Requirement ▸ From the listing below, copy each line that holds "every".
/---
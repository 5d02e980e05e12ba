// ABOUTME: Local HTTP/1 stub answering every request with one fixed status and body.
// ABOUTME: Exercises the real reqwest transport end to end.

use bytes::Bytes;
use http_body_util::Full;
use hyper::body::Incoming;
use hyper::server::conn::http1;
use hyper::service::service_fn;
use hyper_util::rt::TokioIo;
use parking_lot::Mutex;
use std::convert::Infallible;
use std::sync::Arc;
use tokio::net::TcpListener;
use tokio::task::JoinHandle;

pub struct StubServer {
    /// RM base URL served by the stub, e.g. `http://127.0.0.1:1234/rm`.
    pub url: String,
    requests: Arc<Mutex<Vec<String>>>,
    accept_loop: JoinHandle<()>,
}

impl StubServer {
    pub async fn start(status: u16, body: &'static str) -> Self {
        let listener = TcpListener::bind("127.0.0.1:0").await.unwrap();
        let addr = listener.local_addr().unwrap();
        let requests = Arc::new(Mutex::new(Vec::new()));

        let seen = requests.clone();
        let accept_loop = tokio::spawn(async move {
            while let Ok((stream, _)) = listener.accept().await {
                let seen = seen.clone();
                tokio::spawn(async move {
                    let service = service_fn(move |req: hyper::Request<Incoming>| {
                        seen.lock().push(format!("{} {}", req.method(), req.uri()));
                        async move {
                            let response = hyper::Response::builder()
                                .status(status)
                                .body(Full::new(Bytes::from_static(body.as_bytes())))
                                .unwrap();
                            Ok::<_, Infallible>(response)
                        }
                    });
                    let _ = http1::Builder::new()
                        .serve_connection(TokioIo::new(stream), service)
                        .await;
                });
            }
        });

        Self {
            url: format!("http://{addr}/rm"),
            requests,
            accept_loop,
        }
    }

    /// `"<METHOD> <path?query>"` for every request received.
    pub fn requests(&self) -> Vec<String> {
        self.requests.lock().clone()
    }
}

impl Drop for StubServer {
    fn drop(&mut self) {
        self.accept_loop.abort();
    }
}
// ABOUTME: Output formatting for CLI feedback.
// ABOUTME: Supports normal, quiet (CI), and JSON output modes.

use serde::Serialize;
use std::time::Instant;

/// Output mode for CLI feedback.
#[derive(Debug, Clone, Copy, PartialEq, Eq)]
pub enum OutputMode {
    /// Human-friendly output with progress messages
    Normal,
    /// Minimal output for CI (only final result)
    Quiet,
    /// JSON lines for scripting
    Json,
}

/// Handles CLI output based on the configured mode.
pub struct Output {
    mode: OutputMode,
    start_time: Option<Instant>,
}

impl Output {
    pub fn new(mode: OutputMode) -> Self {
        Self {
            mode,
            start_time: None,
        }
    }

    pub fn mode(&self) -> OutputMode {
        self.mode
    }

    /// Start timing an operation.
    pub fn start_timer(&mut self) {
        self.start_time = Some(Instant::now());
    }

    /// Get elapsed time since timer started.
    pub fn elapsed_secs(&self) -> f64 {
        self.start_time
            .map(|t| t.elapsed().as_secs_f64())
            .unwrap_or(0.0)
    }

    fn duration(&self) -> Option<f64> {
        self.start_time.map(|_| self.elapsed_secs())
    }

    /// Print a progress message (suppressed in quiet/json mode).
    pub fn progress(&self, message: &str) {
        if self.mode == OutputMode::Normal {
            println!("{message}");
        }
    }

    /// Print the outcome of one batch item (normal mode only).
    pub fn item(&self, ok: bool, message: &str) {
        if self.mode == OutputMode::Normal {
            let mark = if ok { '✓' } else { '✗' };
            println!("  {mark} {message}");
        }
    }

    /// Print a line of listing output. Quiet mode keeps it; JSON callers use [`Output::data`].
    pub fn line(&self, message: &str) {
        if self.mode != OutputMode::Json {
            println!("{message}");
        }
    }

    /// Emit a structured payload (JSON mode only).
    pub fn data<T: Serialize>(&self, kind: &str, value: &T) {
        if self.mode != OutputMode::Json {
            return;
        }
        let event = DataEvent {
            event: kind,
            data: value,
        };
        if let Ok(json) = serde_json::to_string(&event) {
            println!("{json}");
        }
    }

    /// Print a success message with optional timing.
    pub fn success(&self, message: &str) {
        match self.mode {
            OutputMode::Normal => {
                let elapsed = self.elapsed_secs();
                if elapsed > 0.0 {
                    println!("{message} ({:.1}s)", elapsed);
                } else {
                    println!("{message}");
                }
            }
            OutputMode::Quiet => {
                println!("{message}");
            }
            OutputMode::Json => {
                self.emit_json(false, "success", message);
            }
        }
    }

    /// Print a non-fatal warning.
    pub fn warning(&self, message: &str) {
        match self.mode {
            OutputMode::Normal | OutputMode::Quiet => eprintln!("Warning: {message}"),
            OutputMode::Json => self.emit_json(true, "warning", message),
        }
    }

    /// Print an error message.
    pub fn error(&self, message: &str) {
        match self.mode {
            OutputMode::Normal | OutputMode::Quiet => {
                eprintln!("Error: {message}");
            }
            OutputMode::Json => {
                self.emit_json(true, "error", message);
            }
        }
    }

    fn emit_json(&self, to_stderr: bool, event: &str, message: &str) {
        let event = JsonEvent {
            event,
            message,
            duration_secs: self.duration(),
        };
        if let Ok(json) = serde_json::to_string(&event) {
            if to_stderr {
                eprintln!("{json}");
            } else {
                println!("{json}");
            }
        }
    }
}

#[derive(Serialize)]
struct JsonEvent<'a> {
    event: &'a str,
    message: &'a str,
    #[serde(skip_serializing_if = "Option::is_none")]
    duration_secs: Option<f64>,
}

#[derive(Serialize)]
struct DataEvent<'a, T> {
    event: &'a str,
    data: &'a T,
}
// ABOUTME: Delivery session state markers for the type state pattern.
// ABOUTME: Markers carry what each state knows; server-side state is a separate enum.

use serde::Serialize;
use std::fmt;

use crate::oslc::vocab::delivery_state;
use crate::types::TrackerUri;

/// Session created on the server; its state has not been read yet.
/// Available actions: `read()`, `discard()`
#[derive(Debug, Clone, Copy, Default)]
pub struct Created;

/// Session read and waiting to be committed.
/// Available actions: `commit()`, `discard()`
#[derive(Debug, Clone)]
pub struct Ready {
    pub(crate) state: SessionState,
}

/// Commit accepted for asynchronous processing.
/// Available actions: `track()`, `discard()`
#[derive(Debug, Clone)]
pub struct Committing {
    pub(crate) tracker: TrackerUri,
}

/// The server reports the session as delivered.
/// Available actions: `finish()`
#[derive(Debug, Clone, Copy, Default)]
pub struct Delivered;

pub(crate) mod sealed {
    pub trait Sealed {}
}

/// States from which an undelivered session may be deleted.
pub trait Discardable: sealed::Sealed {}

impl sealed::Sealed for Created {}
impl sealed::Sealed for Ready {}
impl sealed::Sealed for Committing {}

impl Discardable for Created {}
impl Discardable for Ready {}
impl Discardable for Committing {}

/// `dng_config:deliverySessionState` as reported by the server.
#[derive(Debug, Clone, PartialEq, Eq, Serialize)]
pub enum SessionState {
    Initialised,
    Scoped,
    Delivered,
    Other(String),
}

impl SessionState {
    pub fn from_uri(uri: &str) -> Self {
        match uri {
            delivery_state::INITIALISED => SessionState::Initialised,
            delivery_state::SCOPED => SessionState::Scoped,
            delivery_state::DELIVERED => SessionState::Delivered,
            other => SessionState::Other(other.to_string()),
        }
    }

    pub fn is_committable(&self) -> bool {
        matches!(self, SessionState::Initialised | SessionState::Scoped)
    }
}

impl fmt::Display for SessionState {
    fn fmt(&self, f: &mut fmt::Formatter<'_>) -> fmt::Result {
        match self {
            SessionState::Initialised => f.write_str("initialised"),
            SessionState::Scoped => f.write_str("scoped"),
            SessionState::Delivered => f.write_str("delivered"),
            SessionState::Other(uri) => f.write_str(uri),
        }
    }
}
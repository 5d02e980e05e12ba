// ABOUTME: Configuration kind derived from server-assigned URIs.
// ABOUTME: A single pure classification instead of per-kind boolean flags.

use serde::Serialize;
use std::fmt;

/// Kind of a configuration as encoded in its URI by the RM server.
#[derive(Debug, Clone, Copy, PartialEq, Eq, Hash, Serialize)]
#[serde(rename_all = "lowercase")]
pub enum ConfigurationKind {
    Stream,
    Baseline,
    Changeset,
    Unknown,
}

impl ConfigurationKind {
    /// Streams and changesets accept modifications; baselines never do.
    pub fn is_editable(self) -> bool {
        matches!(self, ConfigurationKind::Stream | ConfigurationKind::Changeset)
    }
}

impl fmt::Display for ConfigurationKind {
    fn fmt(&self, f: &mut fmt::Formatter<'_>) -> fmt::Result {
        let name = match self {
            ConfigurationKind::Stream => "stream",
            ConfigurationKind::Baseline => "baseline",
            ConfigurationKind::Changeset => "changeset",
            ConfigurationKind::Unknown => "unknown",
        };
        f.write_str(name)
    }
}

/// Classify a configuration by substring match on its URI.
///
/// The server's URL scheme is `.../cm/stream/<id>`, `.../cm/baseline/<id>` and
/// `.../cm/changeset/<id>`. Matching is done on the whole URI string and checks
/// `stream`, then `baseline`, then `changeset`, so exactly one kind is returned.
pub fn classify(uri: &str) -> ConfigurationKind {
    if uri.contains("stream") {
        ConfigurationKind::Stream
    } else if uri.contains("baseline") {
        ConfigurationKind::Baseline
    } else if uri.contains("changeset") {
        ConfigurationKind::Changeset
    } else {
        ConfigurationKind::Unknown
    }
}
\---
Solution to this problem ▸
// ABOUTME: Local HTTP/1 stub answering every request with one fixed status and body.
    /// `"<METHOD> <path?query>"` for every request received.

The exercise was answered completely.